### [TASK DIRECTIONS]
All of the data that follows needs to be printed again, exactly as it reads.
┌─ SOURCE RECORDS
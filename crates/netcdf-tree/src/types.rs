//! Variable data types.

use num_traits::{NumCast, ToPrimitive};
use serde::{Deserialize, Serialize};
use std::fmt;

/// Storage type of a variable's values.
///
/// Values are held in memory as `f64`; the data type decides how they are
/// rounded and how they are written back out.
#[derive(Debug, Clone, Copy, PartialEq, Eq, Hash, Serialize, Deserialize)]
#[serde(rename_all = "lowercase")]
pub enum DataType {
    Int8,
    UInt8,
    Int16,
    UInt16,
    Int32,
    UInt32,
    Int64,
    UInt64,
    Float32,
    Float64,
    Char,
    String,
}

impl DataType {
    /// Parse a dtype name. Accepts NumPy names and codes as well as the
    /// NetCDF CDL type names.
    pub fn from_name(name: &str) -> Option<Self> {
        let dtype = match name.trim().to_lowercase().as_str() {
            "int8" | "i1" | "byte" => DataType::Int8,
            "uint8" | "u1" | "ubyte" => DataType::UInt8,
            "int16" | "i2" | "short" => DataType::Int16,
            "uint16" | "u2" | "ushort" => DataType::UInt16,
            "int32" | "i4" | "int" => DataType::Int32,
            "uint32" | "u4" | "uint" => DataType::UInt32,
            "int64" | "i8" | "int64_t" => DataType::Int64,
            "uint64" | "u8" | "uint64_t" => DataType::UInt64,
            "float32" | "f4" | "float" => DataType::Float32,
            "float64" | "f8" | "double" => DataType::Float64,
            "char" | "s1" => DataType::Char,
            "string" | "str" => DataType::String,
            _ => return None,
        };
        Some(dtype)
    }

    /// NumPy-style name of the type.
    pub fn name(&self) -> &'static str {
        match self {
            DataType::Int8 => "int8",
            DataType::UInt8 => "uint8",
            DataType::Int16 => "int16",
            DataType::UInt16 => "uint16",
            DataType::Int32 => "int32",
            DataType::UInt32 => "uint32",
            DataType::Int64 => "int64",
            DataType::UInt64 => "uint64",
            DataType::Float32 => "float32",
            DataType::Float64 => "float64",
            DataType::Char => "char",
            DataType::String => "string",
        }
    }

    pub fn is_numeric(&self) -> bool {
        !matches!(self, DataType::Char | DataType::String)
    }

    /// Round-trip a value through this type.
    ///
    /// Integer types truncate toward zero; values that do not fit become NaN.
    /// Non-numeric types pass the value through unchanged.
    pub fn coerce(&self, value: f64) -> f64 {
        match self {
            DataType::Int8 => cast_through::<i8>(value),
            DataType::UInt8 => cast_through::<u8>(value),
            DataType::Int16 => cast_through::<i16>(value),
            DataType::UInt16 => cast_through::<u16>(value),
            DataType::Int32 => cast_through::<i32>(value),
            DataType::UInt32 => cast_through::<u32>(value),
            DataType::Int64 => cast_through::<i64>(value),
            DataType::UInt64 => cast_through::<u64>(value),
            DataType::Float32 => value as f32 as f64,
            DataType::Float64 | DataType::Char | DataType::String => value,
        }
    }
}

fn cast_through<T: NumCast + ToPrimitive>(value: f64) -> f64 {
    num_traits::cast::<f64, T>(value)
        .and_then(|typed| typed.to_f64())
        .unwrap_or(f64::NAN)
}

impl fmt::Display for DataType {
    fn fmt(&self, f: &mut fmt::Formatter<'_>) -> fmt::Result {
        f.write_str(self.name())
    }
}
└─
### [RESULT FOR THIS EXERCISE]
filename crates/netcdf-tree/src/types.rs
//! Variable data types.

use num_traits::{NumCast, ToPrimitive};
use serde::{Deserialize, Serialize};
use std::fmt;

/// Storage type of a variable's values.
///
/// Values are held in memory as `f64`; the data type decides how they are
/// rounded and how they are written back out.
#[derive(Debug, Clone, Copy, PartialEq, Eq, Hash, Serialize, Deserialize)]
#[serde(rename_all = "lowercase")]
pub enum DataType {
    Int8,
    UInt8,
    Int16,
    UInt16,
    Int32,
    UInt32,
    Int64,
    UInt64,
    Float32,
    Float64,
    Char,
    String,
}

impl DataType {
    /// Parse a dtype name. Accepts NumPy names and codes as well as the
    /// NetCDF CDL type names.
    pub fn from_name(name: &str) -> Option<Self> {
        let dtype = match name.trim().to_lowercase().as_str() {
            "int8" | "i1" | "byte" => DataType::Int8,
            "uint8" | "u1" | "ubyte" => DataType::UInt8,
            "int16" | "i2" | "short" => DataType::Int16,
            "uint16" | "u2" | "ushort" => DataType::UInt16,
            "int32" | "i4" | "int" => DataType::Int32,
            "uint32" | "u4" | "uint" => DataType::UInt32,
            "int64" | "i8" | "int64_t" => DataType::Int64,
            "uint64" | "u8" | "uint64_t" => DataType::UInt64,
            "float32" | "f4" | "float" => DataType::Float32,
            "float64" | "f8" | "double" => DataType::Float64,
            "char" | "s1" => DataType::Char,
            "string" | "str" => DataType::String,
            _ => return None,
        };
        Some(dtype)
    }

    /// NumPy-style name of the type.
    pub fn name(&self) -> &'static str {
        match self {
            DataType::Int8 => "int8",
            DataType::UInt8 => "uint8",
            DataType::Int16 => "int16",
            DataType::UInt16 => "uint16",
            DataType::Int32 => "int32",
            DataType::UInt32 => "uint32",
            DataType::Int64 => "int64",
            DataType::UInt64 => "uint64",
            DataType::Float32 => "float32",
            DataType::Float64 => "float64",
            DataType::Char => "char",
            DataType::String => "string",
        }
    }

    pub fn is_numeric(&self) -> bool {
        !matches!(self, DataType::Char | DataType::String)
    }

    /// Round-trip a value through this type.
    ///
    /// Integer types truncate toward zero; values that do not fit become NaN.
    /// Non-numeric types pass the value through unchanged.
    pub fn coerce(&self, value: f64) -> f64 {
        match self {
            DataType::Int8 => cast_through::<i8>(value),
            DataType::UInt8 => cast_through::<u8>(value),
            DataType::Int16 => cast_through::<i16>(value),
            DataType::UInt16 => cast_through::<u16>(value),
            DataType::Int32 => cast_through::<i32>(value),
            DataType::UInt32 => cast_through::<u32>(value),
            DataType::Int64 => cast_through::<i64>(value),
            DataType::UInt64 => cast_through::<u64>(value),
            DataType::Float32 => value as f32 as f64,
            DataType::Float64 | DataType::Char | DataType::String => value,
        }
    }
}

fn cast_through<T: NumCast + ToPrimitive>(value: f64) -> f64 {
    num_traits::cast::<f64, T>(value)
        .and_then(|typed| typed.to_f64())
        .unwrap_or(f64::NAN)
}

impl fmt::Display for DataType {
    fn fmt(&self, f: &mut fmt::Formatter<'_>) -> fmt::Result {
        f.write_str(self.name())
    }
}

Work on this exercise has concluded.